Oxycontin is just oxycodone; oxycodone with a twist. Big Pharma was tired of being associated with the over-prescription and subsequent abuse of painkillers. Just because they made the shit didn’t mean they were handing it out to anyone who wanted to cop a buzz. They preferred the blame being directed at the middle man. Doctors, on the other hand, had no problem with Big Pharma sharing the heat. When it came to patients who’d been on a regular diet of opioids going on three years after an ankle surgery, and whose next need of medical intervention took place in a morgue, the argument was made, “If this is all you have to offer for pain control, don’t scold us for prescribing it.” Big Pharma’s answer to this was oxycontin. (I heard this from a doctor, a friend of mine who was doing an emergency medicine rotation through his residency. He stated this was more of an ongoing gripe than an any sort of official dialogue between pharmaceutical companies and physicians, though he asserted this had been an ongoing debate for decades.)
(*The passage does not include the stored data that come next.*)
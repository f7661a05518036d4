//! The scheduling facade: the only way producers talk to a running loop.
//!
//! A [`LoopHandle`] is cheap to clone and can be moved to any thread,
//! including into callbacks running on the loop itself. None of its methods
//! wait for a callback to run.

use std::sync::Arc;
use std::time::Duration;

use msgloop_core::LoopError;
use tracing::debug;

use crate::message::{timer_callback, Message};
use crate::metrics::LoopMetrics;
use crate::shared::Shared;
use crate::timer::TimerId;

/// Cloneable handle to an [`EventLoop`](crate::EventLoop).
#[derive(Clone)]
pub struct LoopHandle {
    pub(crate) shared: Arc<Shared>,
}

impl LoopHandle {
    pub(crate) fn new(shared: Arc<Shared>) -> Self {
        Self { shared }
    }

    /// Queue `callback(payload)` to run on the loop thread.
    ///
    /// Callbacks posted from one thread run in the order they were posted.
    /// Fails with [`LoopError::Closed`] after shutdown has been requested.
    pub fn post_callback<F, T>(&self, callback: F, payload: T) -> Result<(), LoopError>
    where
        F: FnOnce(T) + Send + 'static,
        T: Send + 'static,
    {
        self.shared.queue.enqueue(Message::new(callback, payload))
    }

    /// Queue a closure with no separate payload.
    pub fn post<F>(&self, callback: F) -> Result<(), LoopError>
    where
        F: FnOnce() + Send + 'static,
    {
        self.post_callback(move |()| callback(), ())
    }

    /// Arm a timer that fires `interval` from now, and every `interval`
    /// after that if `repeating`.
    ///
    /// Each firing runs `callback(id, &mut payload)` on the loop thread. The
    /// returned id is unique for the lifetime of the loop. A zero interval
    /// is rejected with [`LoopError::InvalidInterval`].
    pub fn set_timer<F, T>(
        &self,
        interval: Duration,
        repeating: bool,
        callback: F,
        payload: T,
    ) -> Result<TimerId, LoopError>
    where
        F: FnMut(TimerId, &mut T) + Send + 'static,
        T: Send + 'static,
    {
        let id = self
            .shared
            .registry
            .arm(interval, repeating, timer_callback(callback, payload))?;
        if let Ok(mut m) = self.shared.metrics.write() {
            m.timers_armed += 1;
        }
        Ok(id)
    }

    /// Arm a one-shot timer running `callback` once after `delay`.
    pub fn set_timeout<F>(&self, delay: Duration, callback: F) -> Result<TimerId, LoopError>
    where
        F: FnOnce() + Send + 'static,
    {
        self.set_timer(
            delay,
            false,
            |_, callback: &mut Option<F>| {
                if let Some(callback) = callback.take() {
                    callback();
                }
            },
            Some(callback),
        )
    }

    /// Cancel a timer. Returns `true` if it was armed.
    ///
    /// Firings already sitting in the queue are skipped when they reach the
    /// loop. Called on the loop thread (from any callback) this is exact: the
    /// timer's callback never runs again. Called from another thread, a
    /// firing the loop is dispatching at that moment may still run once.
    pub fn cancel_timer(&self, id: TimerId) -> bool {
        let found = self.shared.registry.cancel(id);
        if found {
            if let Ok(mut m) = self.shared.metrics.write() {
                m.timers_cancelled += 1;
            }
        }
        found
    }

    /// Run `work` on the worker pool and post `on_done(result)` back to the
    /// loop thread.
    ///
    /// Keeps long computations off the loop thread while the continuation
    /// still runs with the loop's single-thread guarantee. If the loop shuts
    /// down before `work` finishes, `on_done` is dropped without running.
    pub fn offload<W, R, D>(&self, work: W, on_done: D) -> Result<(), LoopError>
    where
        W: FnOnce() -> R + Send + 'static,
        R: Send + 'static,
        D: FnOnce(R) + Send + 'static,
    {
        if self.shared.is_shutdown() {
            return Err(LoopError::Closed);
        }
        let shared = Arc::clone(&self.shared);
        self.shared.pool.spawn(move || {
            let result = work();
            if shared.queue.enqueue(Message::new(on_done, result)).is_err() {
                debug!("loop shut down before offloaded work finished");
            }
        });
        Ok(())
    }

    /// Ask the loop to stop. Callable from any thread, including from a
    /// callback; calling it again has no effect.
    ///
    /// The loop finishes the batch it is executing, then returns from
    /// [`EventLoop::run`](crate::EventLoop::run). Messages still queued are
    /// discarded and pending timers never fire.
    pub fn request_shutdown(&self) {
        self.shared.request_shutdown();
    }

    pub fn is_shutdown_requested(&self) -> bool {
        self.shared.is_shutdown()
    }

    /// Whether the caller is the thread currently running the loop.
    pub fn is_loop_thread(&self) -> bool {
        self.shared.is_loop_thread()
    }

    /// Snapshot of the loop's counters.
    pub fn metrics(&self) -> LoopMetrics {
        self.shared.metrics_snapshot()
    }
}

impl std::fmt::Debug for LoopHandle {
    fn fmt(&self, f: &mut std::fmt::Formatter<'_>) -> std::fmt::Result {
        f.debug_struct("LoopHandle")
            .field("name", &self.shared.config.name)
            .field("shutdown", &self.shared.is_shutdown())
            .finish()
    }
}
Like I said, oxycontin was just oxycodone, “new and improved.” To diminish—if not wholly eradicate—this drug’s appeal as a pharmaceutical joyride, they did some chemical tinkering. It was made “slow/time release” and “buffered.” This resulted in a painkiller that was just as effective when it came to dulling the “ouch”, but eliminated the “aaaahhhh…” associated with the parent medication. Voila! This’ll take care of that abuse/addiction headache. Who’d want to get hooked on a pill that won’t give you a buzz? Problem solved.
A couple years after I became an investigator, this new and improved painkiller started showing up in overdose cases. We weren’t given much info about this stuff. You might find that odd, but, as I’ve learned over the last couple of decades, the medical and pharmaceutical communities aren’t in the habit of handing out updates to medical examiner’s offices. I suppose, after all the testing, studies, cross testing and cross studies and whatever, they don’t expect the latest FDA approved pharmaceutical advance will be sending us any business. (This isn’t the sole bailiwick of pain control. Remember “Fen-Phen”? Pharmaceuticals are equally adept at killing overweight folk as those in pain.)
When the oxycontin started showing up, and at an alarming rate, if I dare use such cliché, we were a little taken aback. We’d heard of this stuff, but that’s about as far as it went. A little research and a few pointed inquiries shed a ton of light on this latest puzzle. The answer was should have been obvious, but we, least of all, hadn’t figured it out.